ACCC report 2
May 2019

Key takeaways for businesses from the ACCC’s latest scam report

Cybercrime is more prevalent than ever in Australia, with a range of techniques used to extract information and money from victims. The Australian Competition and Consumer Commission (ACCC) recently released a report into cybercrime, with the 10th annual Targeting Scams report analysing scam trends and their impact on the business world. Small and medium-sized businesses (SMEs) need to be aware of these trends in order to stay vigilant, protect their data, and safeguard critical business resources.

Cybercriminals use a range of techniques in order to gain entry to secure systems and extract information. From false social media accounts and automated phone calls through to fraud and impersonation attempts, much of this activity is designed to disrupt critical business systems and extract valuable resources. While private individuals and large corporations are also affected by digital scams and hacking, SMBs are particularly vulnerable due to their combination of quick turnover and reduced security.

Modern businesses rely on computer networks and digital systems for every aspect of their operation, making them ideal targets for criminal activity. From communications and order processing through to marketing and payroll, scammers can affect how a business functions at every level. With technology changing and cybercriminals developing new techniques all the time, it’s important to stay educated about current scam trends and engage directly with security experts by outsourcing critical IT services.

Scam trends in 2018

According to the ACCC using data reported to Scamwatch, the number, and type of scams is growing in Australia. 177,516 scams were noted in 2018, which is a 10 percent increase from the 161,528 reports from 2017. The amount of money lost was the highest ever recorded at $107 million, an 18 percent jump from the $90.9 million recorded in 2017.

Not only are there more scams taking place, but they are also more successful. According to Scamwatch, 10.1 percent of reports included a financial loss in 2018, compared to 8.7 percent in 2017. Scammers have access to more sophisticated technology than ever before, which means you have to be aware, alert, and capable of dealing with an intrusion if it occurs.

Scamwatch is just one of many reporting mechanisms in Australia, and the true cost of online scams is much higher than these statistics would suggest. Scamwatch, ACORN and other federal and state-based government agencies received more than 378,000 reports over the year, with a total of $489.7 million a more reliable loss estimate over a single 12 month period.

While the average financial loss reported to Scamwatch was slightly down from 2017 at $5,997, businesses often face more significant financial losses along with potential damage to their reputation. Identity theft and other criminal activity can cause ongoing problems, which is why it’s so important to protect yourself and get help when needed.

Scam trends in 2018 for Australian businesses

In 2018, there were 5,846 people who made a Scamwatch report on behalf of an Australian business. This was an 8 percent rise from the year before, with $7.2 million in financial losses reported. The biggest category of scams affecting businesses are known as email compromise scams. This scam category includes false billing scams, which mostly involve forged or false invoices and other documents sent to businesses in an attempt to extract funds.

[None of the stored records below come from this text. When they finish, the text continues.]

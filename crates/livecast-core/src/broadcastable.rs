//! Mutation-to-broadcast binding.
//!
//! A resource type registers declarative [`Rule`]s describing which
//! lifecycle commits broadcast to which streams. The application's commit
//! hooks call [`Binder::committed`] once per durable mutation; each rule is
//! evaluated independently against the instance.

use std::sync::Arc;
use std::time::Duration;

use tracing::debug;

use crate::broadcaster::Broadcaster;
use crate::debounce::Debouncer;
use crate::payload::{Action, Payload};
use crate::queue::BroadcastQueue;
use crate::stream_name::{stream_name_from, StreamTarget};
use crate::suppressor::Suppressor;

/// A resource type whose mutations can drive broadcasts.
///
/// Implementations expose just enough lifecycle state for event-kind
/// inference; the ORM itself stays external.
pub trait Broadcastable {
    /// Resource type name as it appears in refresh payloads, e.g. `"Message"`.
    fn model_name() -> &'static str
    where
        Self: Sized;

    /// Stable record identity, when persisted.
    fn record_id(&self) -> Option<i64>;

    /// True once the instance has been deleted.
    fn destroyed(&self) -> bool;

    /// True when the current commit is the instance's first.
    fn first_commit(&self) -> bool;

    /// Look up a named field as a stream target, for [`StreamSpec::FieldRef`].
    fn stream_field(&self, _field: &str) -> Option<StreamTarget> {
        None
    }

    /// Default stream for rule-less refreshes: the lowercased plural name.
    fn collection_stream() -> String
    where
        Self: Sized,
    {
        format!("{}s", Self::model_name().to_lowercase())
    }

    /// Infer the event kind from the instance's own lifecycle state.
    fn inferred_action(&self) -> Action {
        if self.destroyed() {
            Action::Destroy
        } else if self.first_commit() {
            Action::Create
        } else {
            Action::Update
        }
    }
}

/// How a rule names its target stream: a fixed name, a field looked up on
/// the instance, or a function of the instance.
#[derive(Clone)]
pub enum StreamSpec<M> {
    Literal(String),
    FieldRef(String),
    Computed(Arc<dyn Fn(&M) -> StreamTarget + Send + Sync>),
}

impl<M: Broadcastable> StreamSpec<M> {
    pub fn field(name: impl Into<String>) -> Self {
        StreamSpec::FieldRef(name.into())
    }

    pub fn computed(f: impl Fn(&M) -> StreamTarget + Send + Sync + 'static) -> Self {
        StreamSpec::Computed(Arc::new(f))
    }

    fn resolve(&self, instance: &M) -> StreamTarget {
        match self {
            StreamSpec::Literal(name) => StreamTarget::Part(name.clone()),
            StreamSpec::FieldRef(field) => instance
                .stream_field(field)
                .unwrap_or(StreamTarget::Many(Vec::new())),
            StreamSpec::Computed(f) => f(instance),
        }
    }
}

impl<M> From<&str> for StreamSpec<M> {
    fn from(name: &str) -> Self {
        StreamSpec::Literal(name.to_string())
    }
}

impl<M> From<String> for StreamSpec<M> {
    fn from(name: String) -> Self {
        StreamSpec::Literal(name)
    }
}

type Guard<M> = Arc<dyn Fn(&M) -> bool + Send + Sync>;
type ExtraFn<M> = Arc<dyn Fn(&M) -> serde_json::Value + Send + Sync>;

/// One declarative binding: which events, under which guards, broadcast to
/// which stream, with what extra data, debounced or not.
#[derive(Clone)]
pub struct Rule<M> {
    spec: StreamSpec<M>,
    events: Vec<Action>,
    if_guard: Option<Guard<M>>,
    unless_guard: Option<Guard<M>>,
    extra: Option<ExtraFn<M>>,
    debounce: Option<Option<Duration>>,
}

impl<M: Broadcastable> Rule<M> {
    /// Rule broadcasting to `spec` on every lifecycle event.
    pub fn to(spec: impl Into<StreamSpec<M>>) -> Self {
        Self {
            spec: spec.into(),
            events: Action::ALL.to_vec(),
            if_guard: None,
            unless_guard: None,
            extra: None,
            debounce: None,
        }
    }

    /// Restrict the rule to a subset of lifecycle events.
    pub fn on(mut self, events: impl IntoIterator<Item = Action>) -> Self {
        self.events = events.into_iter().collect();
        self
    }

    /// Fire only when the predicate holds.
    pub fn only_if(mut self, guard: impl Fn(&M) -> bool + Send + Sync + 'static) -> Self {
        self.if_guard = Some(Arc::new(guard));
        self
    }

    /// Skip when the predicate holds.
    pub fn unless(mut self, guard: impl Fn(&M) -> bool + Send + Sync + 'static) -> Self {
        self.unless_guard = Some(Arc::new(guard));
        self
    }

    /// Attach extra data to each refresh payload.
    pub fn with_extra(
        mut self,
        extra: impl Fn(&M) -> serde_json::Value + Send + Sync + 'static,
    ) -> Self {
        self.extra = Some(Arc::new(extra));
        self
    }

    /// Route non-destroy broadcasts through the debounce gate, using the
    /// configured default window.
    pub fn debounced(mut self) -> Self {
        self.debounce = Some(None);
        self
    }

    /// Debounce with an explicit window.
    pub fn debounced_by(mut self, delay: Duration) -> Self {
        self.debounce = Some(Some(delay));
        self
    }

    /// Guards pass when `only_if` (if present) holds and `unless` (if
    /// present) does not. Guard panics propagate to the commit path.
    fn passes(&self, instance: &M) -> bool {
        if let Some(guard) = &self.if_guard {
            if !guard(instance) {
                return false;
            }
        }
        if let Some(guard) = &self.unless_guard {
            if guard(instance) {
                return false;
            }
        }
        true
    }
}

/// Explicit per-type rule registry, built once at type definition time and
/// iterated on every commit.
#[derive(Clone)]
pub struct Rules<M> {
    rules: Vec<Rule<M>>,
}

impl<M: Broadcastable> Rules<M> {
    pub fn new() -> Self {
        Self { rules: Vec::new() }
    }

    /// Registry with a single all-events rule targeting `spec` — the
    /// common "this type refreshes that stream" case.
    pub fn refreshes_to(spec: impl Into<StreamSpec<M>>) -> Self {
        Self::new().rule(Rule::to(spec))
    }

    /// Registry refreshing the type's own collection stream.
    pub fn refreshes() -> Self {
        Self::refreshes_to(M::collection_stream())
    }

    pub fn rule(mut self, rule: Rule<M>) -> Self {
        self.rules.push(rule);
        self
    }

    pub fn is_empty(&self) -> bool {
        self.rules.is_empty()
    }
}

impl<M> Default for Rules<M> {
    fn default() -> Self {
        Self { rules: Vec::new() }
    }
}

/// Evaluates bindings on commit and routes the resulting payloads.
///
/// Routing per rule: destroys dispatch synchronously (the record is gone,
/// nothing to fetch later makes waiting worthwhile), debounced rules go
/// through the gate, everything else is enqueued for out-of-band delivery.
pub struct Binder {
    broadcaster: Arc<Broadcaster>,
    debouncer: Arc<Debouncer>,
    queue: Arc<dyn BroadcastQueue>,
}

impl Binder {
    pub fn new(
        broadcaster: Arc<Broadcaster>,
        debouncer: Arc<Debouncer>,
        queue: Arc<dyn BroadcastQueue>,
    ) -> Self {
        Self {
            broadcaster,
            debouncer,
            queue,
        }
    }

    /// Evaluate every rule for a committed instance.
    ///
    /// Call once per successful, durable mutation, after the surrounding
    /// transaction commits. The event kind comes from the instance's own
    /// lifecycle state, never from the rule's configured event list.
    pub async fn committed<M: Broadcastable>(&self, rules: &Rules<M>, instance: &M) {
        let action = instance.inferred_action();

        if Suppressor::blocked(M::model_name()) {
            debug!(model = M::model_name(), "commit broadcasts suppressed");
            return;
        }

        for rule in &rules.rules {
            if !rule.events.contains(&action) || !rule.passes(instance) {
                continue;
            }

            let target = rule.spec.resolve(instance);
            let extra = rule.extra.as_ref().map(|f| f(instance));
            let payload = Payload::refresh(M::model_name(), instance.record_id(), action, extra);

            match (action, rule.debounce) {
                (Action::Destroy, _) => self.broadcaster.broadcast(target, payload),
                (_, Some(delay)) => {
                    self.debouncer
                        .broadcast_if_not_recent(target, payload, delay)
                        .await
                }
                (_, None) => self.queue.enqueue(stream_name_from(target), payload),
            }
        }
    }

    /// Ad-hoc synchronous refresh, independent of any registered rule.
    pub fn broadcast_refresh_to<M: Broadcastable>(
        &self,
        instance: &M,
        target: impl Into<StreamTarget>,
        extra: Option<serde_json::Value>,
    ) {
        if Suppressor::blocked(M::model_name()) {
            return;
        }
        let payload =
            Payload::refresh(M::model_name(), instance.record_id(), instance.inferred_action(), extra);
        self.broadcaster.broadcast(target, payload);
    }

    /// Ad-hoc refresh delivered out-of-band.
    pub fn broadcast_refresh_later_to<M: Broadcastable>(
        &self,
        instance: &M,
        target: impl Into<StreamTarget>,
        extra: Option<serde_json::Value>,
    ) {
        if Suppressor::blocked(M::model_name()) {
            return;
        }
        let payload =
            Payload::refresh(M::model_name(), instance.record_id(), instance.inferred_action(), extra);
        self.queue.enqueue(stream_name_from(target), payload);
    }

    /// Refresh the type's collection stream.
    pub fn broadcast_refresh<M: Broadcastable>(&self, instance: &M) {
        self.broadcast_refresh_to(instance, M::collection_stream(), None);
    }

    /// Ad-hoc data message, no reload implied. The instance only pins the
    /// model type for the suppression check; messages carry no provenance.
    pub fn broadcast_message_to<M: Broadcastable>(
        &self,
        _instance: &M,
        target: impl Into<StreamTarget>,
        data: serde_json::Value,
    ) {
        if Suppressor::blocked(M::model_name()) {
            return;
        }
        self.broadcaster.broadcast(target, Payload::message(data));
    }
}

These scams account for losses of $3.8 million in Scamwatch reports, with real losses estimated to be much higher at $60 million when combined with losses reported to ACORN. This type of scam typically involves the hacking of a mass email system used to send marketing emails or invoices to customers. If someone takes over this system, they can send false invoices with legitimate and known letterheads combined with false bank accounts. SMBs in Australia are also affected by investment scams, hacking, phishing, and classified scams among others.

What this means for Australian businesses

The increasing number of scams affecting businesses raises several questions about digital security and information management. While it’s important to deal with intrusions quickly when they happen, truly robust and professional security demands a more pro-active approach. Scams target people of all ages and backgrounds, which means no-one can afford to leave themselves unprotected.

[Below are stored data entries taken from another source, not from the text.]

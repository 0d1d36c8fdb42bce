//! Connection handling for the shared debounce cache.
//!
//! One `ConnectionManager` serves the whole process; it multiplexes and
//! reconnects internally, and cloning it is how each store operation gets a
//! mutable handle.

use redis::aio::ConnectionManager;
use thiserror::Error;

#[derive(Error, Debug)]
pub enum RedisError {
    #[error("Redis connection error: {0}")]
    Connection(#[from] redis::RedisError),
}

pub type RedisResult<T> = Result<T, RedisError>;

/// Shared handle the debounce store clones per acquire.
pub type RedisPool = ConnectionManager;

/// Connect to the Redis behind the debounce gate.
///
/// Example URL: `redis://127.0.0.1:6379`
pub async fn init_pool(redis_url: &str) -> RedisResult<RedisPool> {
    let client = redis::Client::open(redis_url)?;
    let manager = ConnectionManager::new(client).await?;
    Ok(manager)
}
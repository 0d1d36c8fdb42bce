//! Broadcast capture helpers for deterministic test assertions.
//!
//! Built on the dispatcher's observer registry, so nothing here touches the
//! transport. Used by this workspace's own tests and available to
//! downstream test suites.

use std::sync::{Arc, Mutex};

use crate::broadcaster::{Broadcaster, ObserverHandle};
use crate::payload::Payload;
use crate::stream_name::{stream_name_from, StreamTarget};

/// Captures every payload dispatched to one stream while alive.
///
/// ```ignore
/// let capture = BroadcastCapture::on(&broadcaster, "chat");
/// binder.committed(&rules, &message).await;
/// assert_eq!(capture.payloads().len(), 1);
/// ```
pub struct BroadcastCapture<'a> {
    broadcaster: &'a Broadcaster,
    handle: ObserverHandle,
    collected: Arc<Mutex<Vec<Payload>>>,
}

impl<'a> BroadcastCapture<'a> {
    /// Start capturing broadcasts on the stream `target` resolves to.
    pub fn on(broadcaster: &'a Broadcaster, target: impl Into<StreamTarget>) -> Self {
        let stream_name = stream_name_from(target);
        let collected = Arc::new(Mutex::new(Vec::new()));
        let sink = collected.clone();
        let handle = broadcaster.on_broadcast(move |stream, payload| {
            if stream == stream_name {
                sink.lock().expect("capture poisoned").push(payload.clone());
            }
        });
        Self {
            broadcaster,
            handle,
            collected,
        }
    }

    /// Payloads captured so far.
    pub fn payloads(&self) -> Vec<Payload> {
        self.collected.lock().expect("capture poisoned").clone()
    }

    /// Stop capturing and return everything seen.
    pub fn finish(self) -> Vec<Payload> {
        self.payloads()
    }
}

impl Drop for BroadcastCapture<'_> {
    fn drop(&mut self) {
        self.broadcaster.off_broadcast(self.handle);
    }
}

/// Capture all broadcasts to a stream within a synchronous block.
pub fn capture_broadcasts_on(
    broadcaster: &Broadcaster,
    target: impl Into<StreamTarget>,
    f: impl FnOnce(),
) -> Vec<Payload> {
    let capture = BroadcastCapture::on(broadcaster, target);
    f();
    capture.finish()
}

/// Assert a block broadcasts to the stream exactly `count` times.
pub fn assert_broadcasts_on(
    broadcaster: &Broadcaster,
    target: impl Into<StreamTarget>,
    count: usize,
    f: impl FnOnce(),
) -> Vec<Payload> {
    let target = target.into();
    let stream_name = target.resolve();
    let payloads = capture_broadcasts_on(broadcaster, target, f);
    assert_eq!(
        count,
        payloads.len(),
        "expected {count} broadcast(s) on {stream_name:?}, got {}",
        payloads.len()
    );
    payloads
}

/// Assert a block does not broadcast to the stream at all.
pub fn assert_no_broadcasts_on(
    broadcaster: &Broadcaster,
    target: impl Into<StreamTarget>,
    f: impl FnOnce(),
) {
    assert_broadcasts_on(broadcaster, target, 0, f);
}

Australian businesses have a number of challenges to overcome when it comes to cybersecurity, including those posed by staff turnover, staff education, and the need to manage multiple systems with a limited skill set. Training and awareness programs are a great first step, but it’s also important to be aware of your limitations and apply third-party security solutions when needed. Outsourcing IT services is a practical and cost-effective way to integrate security solutions into the fabric of new and existing IT systems.

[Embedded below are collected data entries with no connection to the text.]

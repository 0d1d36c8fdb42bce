//! Signed stream tokens.
//!
//! A token is a tamper-evident encoding of a canonical stream name, safe to
//! embed in a page prop. Format: `base64url(json) + "--" + hex(hmac)`, with
//! HMAC-SHA-256 over the encoded half. Verification returns the original
//! name, so the subscription acceptor never has to trust client input.

use base64::Engine;
use hmac::{Hmac, Mac};
use sha2::Sha256;

use crate::stream_name::{stream_name_from, StreamTarget};

type HmacSha256 = Hmac<Sha256>;

const B64: base64::engine::general_purpose::GeneralPurpose =
    base64::engine::general_purpose::URL_SAFE_NO_PAD;

/// Signs and verifies stream name tokens with a process-wide secret.
#[derive(Clone)]
pub struct StreamVerifier {
    key: Vec<u8>,
}

impl StreamVerifier {
    pub fn new(key: impl AsRef<[u8]>) -> Self {
        Self {
            key: key.as_ref().to_vec(),
        }
    }

    /// Generate a signed token for a canonical stream name.
    pub fn generate(&self, stream_name: &str) -> String {
        // Serialization can only fail for non-string edge cases; a &str is
        // always representable.
        let json = serde_json::to_vec(stream_name).unwrap_or_default();
        let data = B64.encode(json);
        let digest = hex::encode(self.mac_of(data.as_bytes()));
        format!("{data}--{digest}")
    }

    /// Verify a token and recover the stream name it was generated from.
    ///
    /// Returns `None` for malformed tokens, tokens signed with a different
    /// key, or any corruption in transit — never a partial or wrong name.
    pub fn verified(&self, token: &str) -> Option<String> {
        let (data, digest) = token.split_once("--")?;
        let digest = hex::decode(digest).ok()?;

        let mut mac = HmacSha256::new_from_slice(&self.key).ok()?;
        mac.update(data.as_bytes());
        mac.verify_slice(&digest).ok()?;

        let json = B64.decode(data).ok()?;
        serde_json::from_slice(&json).ok()
    }

    /// Resolve a streamable shape and sign the resulting name in one step.
    pub fn signed_stream_name(&self, target: impl Into<StreamTarget>) -> String {
        self.generate(&stream_name_from(target))
    }

    fn mac_of(&self, data: &[u8]) -> Vec<u8> {
        let mut mac =
            HmacSha256::new_from_slice(&self.key).expect("HMAC accepts any key size");
        mac.update(data);
        mac.finalize().into_bytes().to_vec()
    }
}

Reported scams by Australian businesses

According to the ACCC report using data from Scamwatch, email correspondence scams were responsible for $3.8 million in losses to businesses. The vast majority of these losses, or $3.1 million, were related to false billing scams. Investment scams were second in terms of reported losses, at $2.2 million over the course of 2018. General hacking losses were recorded at $807,364, followed by phishing at $241,911, and classified scams at $211,127.

  • False billing scams were reported 1,819 times, of which 170 reports or 9.3 percent resulted in losses.
  • Investment scams were reported 59 times, of which 16 reports or 27.1 percent resulted in losses.
  • Hacking was reported 304 times, of which 34 reports or 7.9 percent resulted in losses.
  • Phishing was reported 637 times, of which 13 reports or 2 percent resulted in losses.
  • Classified scams were reported 153 times, of which 41 reports or 26.8 percent resulted in losses.

According to the ACCC report, nine in 10 businesses in Australia are small businesses, which means the bulk of all scam reports submitted were from organisations who classify as SMBs.

  • Micro businesses with 0-4 staff members reported 1,826 scams and $1,920,514 in losses, with 206 reports or 11.3 percent involving actual financial losses.
  • Small businesses with 5-19 staff members reported 1,574 scams and $2,595,172 in losses, with 143 reports or 9.1 percent involving actual financial losses.
  • Medium businesses with 20-199 staff members reported 835 scams and $1,827,673 in losses, with 79 reports or 9.5 percent involving actual financial losses.
  • Large businesses with over 200 staff members reported 311 scams and $645,325 in losses, with 27 reports or 8.7 percent involving actual financial losses.

Challenges for SMBs

SMBs have to face a number of challenges that don’t affect private individuals or large corporations. While some wealthy individuals are targeted directly in hacking attempts, private citizens often control their finances tightly and don’t have access to ongoing liquidity.

Individuals can be targeted directly through social media and email applications, but don’t have the visibility or complex digital presence required for some hacking methods. On the other hand, while large corporations have a complex Internet presence and access to a large pool of funds, they’re also more likely to have implemented robust security measures, often through their own security department.

SMBs often lie in the middle ground, being visible enough for hackers to target but not large enough to have their own digital security team. In order to mitigate risk and stay secure in today’s digital world, SMBs need to engage directly with independent experts by outsourcing critical security and IT services.

False billing scams

According to Scamwatch data, losses due to false billing scams increased by 97 percent in 2018 to $5.5 million. A large proportion of these scams, or $3.8 million, were carried out on businesses, the vast majority of who were SMBs. Most of these losses, or $3.1 million, can be attributed to business email compromise scams. According to more accurate data using combined reports from ACCC and ACORN, email compromise scams accounted for $60 million in businesses losses in 2018.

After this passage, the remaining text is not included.